Page 1 of 2 DISPATCHES FROM AMERICA Why the US won't attack Iran
By Tom Engelhardt
It's been on the minds of antiwar activists and war critics since 2003. And
little wonder. If you don't remember the pre-invasion of Iraq neo-con quip,
"Everyone wants to go to Baghdad. Real men want to go to Tehran ..." - then
take notice. Even before American troops entered Iraq, knocking off Iran was
already "Regime Change: The Sequel". It was always on the George W Bush agenda
and, for a faction of the administration led by Vice President Dick Cheney, it
evidently still is.
Add to that a series of provocative statements by Bush, the vice president and
other top US officials and former officials. Take Cheney's daughter Elizabeth,
who recently sent this verbal message to the Iranians, "[D]espite what you may
be hearing
from Congress, despite what you may be hearing from others in the
administration who might be saying force isn't on the table ... we're serious."
Asked about an Israeli strike on Iran, she said, "I certainly don't think that
we should do anything but support them." Similarly, former United Nations
ambassador John Bolton suggested that the Bush administration might launch an
Iranian air assault in its last, post-election weeks in office.

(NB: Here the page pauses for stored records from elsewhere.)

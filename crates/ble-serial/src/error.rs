//! Error types for the BLE serial transporter

use thiserror::Error;

use crate::peripheral::ConnectionState;

// ----------------------------------------------------------------------------
// Error Types
// ----------------------------------------------------------------------------

/// Errors surfaced to transporter callers through callbacks, observers and
/// stream results
#[derive(Error, Debug, Clone, PartialEq)]
pub enum BleSerialError {
    #[error("Bluetooth radio is not available")]
    RadioUnavailable,

    #[error("Bluetooth access is not authorized")]
    Unauthorized,

    #[error("Connection timeout")]
    ConnectionTimeout,

    #[error("Connection rejected: {0}")]
    ConnectionRejected(String),

    #[error("Failed to discover services: {0}")]
    ServiceDiscoveryFailed(String),

    #[error("Required {characteristic} characteristic not found")]
    RequiredCharacteristicMissing { characteristic: String },

    #[error("Failed to write to characteristic after {written} bytes: {reason}")]
    WriteFailed { written: usize, reason: String },

    #[error("Failed to disconnect: {0}")]
    DisconnectFailed(String),

    #[error("Cannot {operation} while {state}")]
    OperationInvalidForState {
        operation: &'static str,
        state: ConnectionState,
    },

    #[error("Operation cancelled")]
    Cancelled,

    #[error("Stream channel closed")]
    ChannelClosed,

    #[error("Transporter has shut down")]
    Shutdown,

    #[error("Invalid configuration: {0}")]
    InvalidConfiguration(String),

    #[error("Platform error: {0}")]
    Platform(#[from] PlatformError),
}

/// Errors reported by a [`BlePlatform`](crate::BlePlatform) implementation
#[derive(Error, Debug, Clone, PartialEq, Eq)]
pub enum PlatformError {
    #[error("BLE adapter not available")]
    RadioUnavailable,

    #[error("Permission denied")]
    Unauthorized,

    #[error("Peripheral not connected")]
    NotConnected,

    #[error("Unknown peripheral: {0}")]
    UnknownPeripheral(String),

    #[error("Platform operation timed out")]
    TimedOut,

    #[error("{0}")]
    Other(String),
}

impl From<btleplug::Error> for PlatformError {
    fn from(err: btleplug::Error) -> Self {
        match err {
            btleplug::Error::PermissionDenied => PlatformError::Unauthorized,
            btleplug::Error::NotConnected => PlatformError::NotConnected,
            btleplug::Error::DeviceNotFound => {
                PlatformError::UnknownPeripheral("device not found".to_string())
            }
            btleplug::Error::TimedOut(_) => PlatformError::TimedOut,
            other => PlatformError::Other(other.to_string()),
        }
    }
}

/// Result type for transporter operations
pub type Result<T> = std::result::Result<T, BleSerialError>;

/// Result type for platform operations
pub type PlatformResult<T> = std::result::Result<T, PlatformError>;

impl From<BleSerialError> for std::io::Error {
    fn from(err: BleSerialError) -> Self {
        let kind = match err {
            BleSerialError::ChannelClosed => std::io::ErrorKind::BrokenPipe,
            BleSerialError::ConnectionTimeout => std::io::ErrorKind::TimedOut,
            BleSerialError::Unauthorized => std::io::ErrorKind::PermissionDenied,
            _ => std::io::ErrorKind::Other,
        };
        std::io::Error::new(kind, err)
    }
}
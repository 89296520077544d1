//! Platform Bluetooth capability consumed by the transporter
//!
//! The transporter never talks to an OS Bluetooth stack directly. It drives a
//! [`BlePlatform`] through a small request surface and receives everything the
//! stack pushes (discoveries, link loss, notifications) as [`PlatformEvent`]s
//! on the sender handed over in [`BlePlatform::attach`].
//!
//! - [`BtleplugPlatform`] is the production backend built on `btleplug`.
//! - [`SimulatedPlatform`] is an in-memory backend with scripted peripherals.

mod btleplug_backend;
mod simulated;

use async_trait::async_trait;
use tokio::sync::mpsc;
use uuid::Uuid;

pub use self::btleplug_backend::BtleplugPlatform;
pub use self::simulated::{ConnectBehavior, SimulatedPeripheral, SimulatedPlatform};
pub use btleplug::api::{CharPropFlags, WriteType};

use crate::error::PlatformResult;
use crate::peripheral::{Peripheral, PeripheralId};
use crate::protocol::ServiceSet;

// ----------------------------------------------------------------------------
// Platform Types
// ----------------------------------------------------------------------------

/// Availability of the local Bluetooth radio
#[derive(Debug, Clone, Copy, PartialEq, Eq)]
pub enum RadioState {
    Available,
    PoweredOff,
    Unauthorized,
    Unsupported,
}

/// A GATT characteristic found during discovery
#[derive(Debug, Clone, PartialEq)]
pub struct CharacteristicInfo {
    /// Service the characteristic belongs to
    pub service: Uuid,
    /// Characteristic UUID
    pub uuid: Uuid,
    /// Supported operations
    pub properties: CharPropFlags,
}

/// Everything the platform pushes without being asked
#[derive(Debug, Clone, PartialEq)]
pub enum PlatformEvent {
    /// A peripheral advertised (first sighting or update)
    Discovered(Peripheral),
    /// A peripheral went out of range
    PeripheralLost(PeripheralId),
    /// A peripheral's link went down
    Disconnected(PeripheralId),
    /// A subscribed characteristic changed value
    Notification {
        peripheral: PeripheralId,
        characteristic: Uuid,
        value: Vec<u8>,
    },
    /// The radio was switched on/off or access changed
    RadioStateChanged(RadioState),
}

/// Sender the platform uses to deliver [`PlatformEvent`]s
pub type PlatformEventSender = mpsc::UnboundedSender<PlatformEvent>;

// ----------------------------------------------------------------------------
// Platform Capability
// ----------------------------------------------------------------------------

/// Abstract BLE central capability.
///
/// Every request resolves on its own; ordering between a request's result and
/// pushed events is not guaranteed.
#[async_trait]
pub trait BlePlatform: Send + Sync + 'static {
    /// Start delivering events to `events`
    async fn attach(&self, events: PlatformEventSender) -> PlatformResult<()>;

    async fn radio_state(&self) -> RadioState;

    async fn start_scan(&self, services: &ServiceSet) -> PlatformResult<()>;

    async fn stop_scan(&self) -> PlatformResult<()>;

    async fn connect(&self, peripheral: &PeripheralId) -> PlatformResult<()>;

    /// Discover the characteristics of `services` (all services when empty)
    async fn discover_characteristics(
        &self,
        peripheral: &PeripheralId,
        services: &ServiceSet,
    ) -> PlatformResult<Vec<CharacteristicInfo>>;

    async fn subscribe(
        &self,
        peripheral: &PeripheralId,
        characteristic: &CharacteristicInfo,
    ) -> PlatformResult<()>;

    async fn write(
        &self,
        peripheral: &PeripheralId,
        characteristic: &CharacteristicInfo,
        data: &[u8],
        write_type: WriteType,
    ) -> PlatformResult<()>;

    /// Largest payload a single write may carry, when the stack knows it
    async fn max_write_len(
        &self,
        _peripheral: &PeripheralId,
        _write_type: WriteType,
    ) -> Option<usize> {
        None
    }

    async fn read_rssi(&self, peripheral: &PeripheralId) -> PlatformResult<i16>;

    async fn disconnect(&self, peripheral: &PeripheralId) -> PlatformResult<()>;
}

Consider as well the evident relish with which the president and other top
administration officials regularly refuse to take "all options" off that
proverbial "table" (at which no one bothers to sit down to talk). Throw into
the mix semi-official threats, warnings and hair-raising leaks from Israeli
officials and intelligence types about Iran's progress in producing a nuclear
weapon and what Israel might do about it. Then there were those recent reports
on a "major" Israeli "military exercise" in the Mediterranean that seemed to
prefigure a future air assault on Iran. ("Several American officials said the
Israeli exercise appeared to be an effort to develop the military's capacity to
carry out long-range strikes and to demonstrate the seriousness with which
Israel views Iran's nuclear program.")
From the other side of the American political aisle comes a language hardly
less hair-raising, including Democratic Senator Hillary Clinton's infamous
comment about how the US could "totally obliterate" Iran (in response to a
hypothetical Iranian nuclear attack on Israel). Congressman Ron Paul recently
reported that fellow representatives "have openly voiced support for a
pre-emptive nuclear strike" on Iran, while the resolution soon to come before
the House (HJ Res 362), supported by Democrats as well as Republicans, urges
the imposition of the kind of sanctions and a naval blockade on Iran that would
be tantamount to a declaration of war.
Stir in a string of new military bases the US has been building within
kilometers of the Iranian border, the repeated crescendos of US military
charges about Iranian-supplied weapons killing American soldiers in Iraq, and
the revelation by Seymour Hersh, the US's premier investigative reporter, that,
late last year the Bush administration launched - with the support of the
Democratic leadership in Congress - a US$400 million covert program "designed
to destabilize [Iran's] religious leadership", including cross-border
activities by US special operations forces and a low-level "war of terror"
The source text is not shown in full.